Alternately, your own inability to grasp themes that other reviewers catch doesn't necessarily mean they aren't there.

In this case, it's pretty obvious to anyone with ears, if they've been alerted to listen for it.
 
so is this technique used on A Blaze in the Northern Sky too? its the only one i've got, so if it contains this Doppler stuff i'd like to investigate further
 
My favorite of the limited amount of reviews I've read on there is the Immolation page, just look at some of this :lol:

"A unique fragment of the New York Death Metal sound was birthed with the first album from Immolation which wrought from complex and specific structures enwrapping rough chromatic death metal riffing an emphasis on the content of each song. Thunderous hollow vocals and exact percussion frame the rushing chaos of intricate riffs and extended thematic conclusions which synergize to form sensibility."

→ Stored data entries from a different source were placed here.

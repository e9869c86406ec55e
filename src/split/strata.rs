//! Stratification variables for splits and folds

use crate::data::{self, ColumnType};
use crate::error::{Result, TabflowError};
use polars::prelude::*;
use std::collections::BTreeMap;
use tracing::warn;

/// Assign every row of `df` to a stratum derived from `column`.
///
/// Nominal columns use their levels. Numeric columns are cut at the
/// `breaks`-quantiles of the non-null values. Nulls get their own stratum.
/// Strata with fewer than `pool * n` rows are merged, and the returned codes
/// are compacted to `0..k`.
pub fn make_strata(df: &DataFrame, column: &str, breaks: usize, pool: f64) -> Result<Vec<usize>> {
    if !(0.0..1.0).contains(&pool) {
        return Err(TabflowError::invalid_parameter("pool", pool, "must be in [0, 1)"));
    }

    let raw = match data::column_type(df, column)? {
        ColumnType::Nominal => nominal_strata(df, column)?,
        ColumnType::Numeric => numeric_strata(df, column, breaks)?,
        ColumnType::Other => {
            return Err(TabflowError::ValidationError(format!(
                "strata column '{}' must be numeric or nominal",
                column
            )))
        }
    };

    Ok(pool_small_strata(raw, pool, column))
}

fn nominal_strata(df: &DataFrame, column: &str) -> Result<Vec<usize>> {
    let levels = data::levels(df, column)?;
    let index: BTreeMap<&str, usize> = levels
        .iter()
        .enumerate()
        .map(|(i, l)| (l.as_str(), i))
        .collect();
    let null_code = levels.len();

    let values = data::string_values(df, column)?;
    Ok(values
        .iter()
        .map(|v| match v {
            Some(s) => index.get(s.as_str()).copied().unwrap_or(null_code),
            None => null_code,
        })
        .collect())
}

fn numeric_strata(df: &DataFrame, column: &str, breaks: usize) -> Result<Vec<usize>> {
    if breaks < 2 {
        return Err(TabflowError::invalid_parameter("breaks", breaks, "must be at least 2"));
    }
    let values = data::numeric_values(df, column)?;
    let mut present: Vec<f64> = values.iter().flatten().copied().filter(|v| !v.is_nan()).collect();
    present.sort_by(|a, b| a.total_cmp(b));

    let mut cuts: Vec<f64> = (1..breaks)
        .map(|k| quantile_sorted(&present, k as f64 / breaks as f64))
        .collect();
    cuts.dedup();
    let null_code = cuts.len() + 1;

    Ok(values
        .iter()
        .map(|v| match v {
            Some(x) if !x.is_nan() => cuts.iter().filter(|&&c| *x > c).count(),
            _ => null_code,
        })
        .collect())
}

/// Linear-interpolation quantile of an ascending slice
pub(crate) fn quantile_sorted(sorted: &[f64], p: f64) -> f64 {
    if sorted.is_empty() {
        return f64::NAN;
    }
    let h = (sorted.len() - 1) as f64 * p;
    let lo = h.floor() as usize;
    let hi = h.ceil() as usize;
    sorted[lo] + (h - lo as f64) * (sorted[hi] - sorted[lo])
}

fn pool_small_strata(mut codes: Vec<usize>, pool: f64, column: &str) -> Vec<usize> {
    let n = codes.len();
    let min_size = pool * n as f64;

    loop {
        let mut counts: BTreeMap<usize, usize> = BTreeMap::new();
        for &c in &codes {
            *counts.entry(c).or_default() += 1;
        }
        if counts.len() <= 1 {
            break;
        }

        let small = counts
            .iter()
            .filter(|(_, &count)| (count as f64) < min_size)
            .min_by_key(|(_, &count)| count)
            .map(|(&code, &count)| (code, count));
        let Some((small_code, small_count)) = small else {
            break;
        };

        // Merge into the nearest code, which for quantile bins is the adjacent bin
        let target = counts
            .keys()
            .copied()
            .filter(|&c| c != small_code)
            .min_by_key(|&c| (c as i64 - small_code as i64).abs())
            .unwrap_or(small_code);

        warn!(
            column,
            stratum = small_code,
            rows = small_count,
            "Stratum below pooling threshold, merging with neighbour"
        );
        for c in codes.iter_mut() {
            if *c == small_code {
                *c = target;
            }
        }
    }

    let mut remap: BTreeMap<usize, usize> = BTreeMap::new();
    for &c in &codes {
        let next = remap.len();
        remap.entry(c).or_insert(next);
    }
    codes.into_iter().map(|c| remap[&c]).collect()
}

/// Group row indices by stratum code
pub(crate) fn group_by_stratum(codes: &[usize]) -> Vec<Vec<usize>> {
    let mut groups: BTreeMap<usize, Vec<usize>> = BTreeMap::new();
    for (row, &code) in codes.iter().enumerate() {
        groups.entry(code).or_default().push(row);
    }
    groups.into_values().collect()
}

#[cfg(test)]
mod tests {
    use super::*;

    #[test]
    fn test_nominal_strata() {
        let df = df!("g" => &[Some("b"), Some("a"), None, Some("b")]).unwrap();
        let strata = make_strata(&df, "g", 4, 0.0).unwrap();
        assert_eq!(strata[0], strata[3]);
        assert_ne!(strata[0], strata[1]);
        assert_ne!(strata[2], strata[0]);
        assert_ne!(strata[2], strata[1]);
    }

    #[test]
    fn test_numeric_quartiles() {
        let values: Vec<f64> = (1..=100).map(|v| v as f64).collect();
        let df = df!("x" => &values).unwrap();
        let strata = make_strata(&df, "x", 4, 0.1).unwrap();
        let groups = group_by_stratum(&strata);
        assert_eq!(groups.len(), 4);
        for g in &groups {
            assert_eq!(g.len(), 25);
        }
    }

    #[test]
    fn test_small_strata_are_pooled() {
        let mut g = vec!["a"; 48];
        g.extend(vec!["b"; 50]);
        g.extend(vec!["c"; 2]);
        let df = df!("g" => &g).unwrap();
        let strata = make_strata(&df, "g", 4, 0.1).unwrap();
        assert_eq!(group_by_stratum(&strata).len(), 2);
        assert_eq!(strata[99], strata[50]);
    }

    #[test]
    fn test_quantile_sorted() {
        let v = [1.0, 2.0, 3.0, 4.0];
        assert_eq!(quantile_sorted(&v, 0.0), 1.0);
        assert_eq!(quantile_sorted(&v, 1.0), 4.0);
        assert!((quantile_sorted(&v, 0.5) - 2.5).abs() < 1e-12);
    }

    #[test]
    fn test_missing_column() {
        let df = df!("g" => &["a"]).unwrap();
        assert!(make_strata(&df, "nope", 4, 0.1).is_err());
    }
}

"Unabashed in their desire for speed songs undulate within a theatre of growth and change, setting each scenario in listener consciousness with the symbolism of shaping and tone expressed in nihilistic but universally human riffing, and in this drama of the conflict within space is given to differing speeds including a raging blast. To the credit of the percussion department, beats incorporate more than one texture and use balanced internal emphasis to conserve momentum."
 
so is this technique used on A Blaze in the Northern Sky too? its the only one i've got, so if it contains this Doppler stuff i'd like to investigate further

Yeah - the effect is a little less sustained at times due to the death metal-ish structures that tend to break up the songs more decisively than in later work (the instrusion of more Hellhammer-style riffs than in the two albums to follow also tends to mitigate against it). Check out the early parts of "Kathaarian Life Cod" though, you'll hear a pretty clear use of the technique (though it makes numerous appearances).
 
If we want to talk about the Doppler effect in music, what about the use of the Leslie speaker and similar rotating speakers to simulate a sound source constantly changing in distance from the listener? Examples include the vocals on Black Sabbath's "Spirit Caravan" and the Beatles "Tomorrow Never Knows", guitars on Pink Floyd's "Any Colour You Like" and on numerous recordings of the Hammond organ. Is this related to what we're talking about here?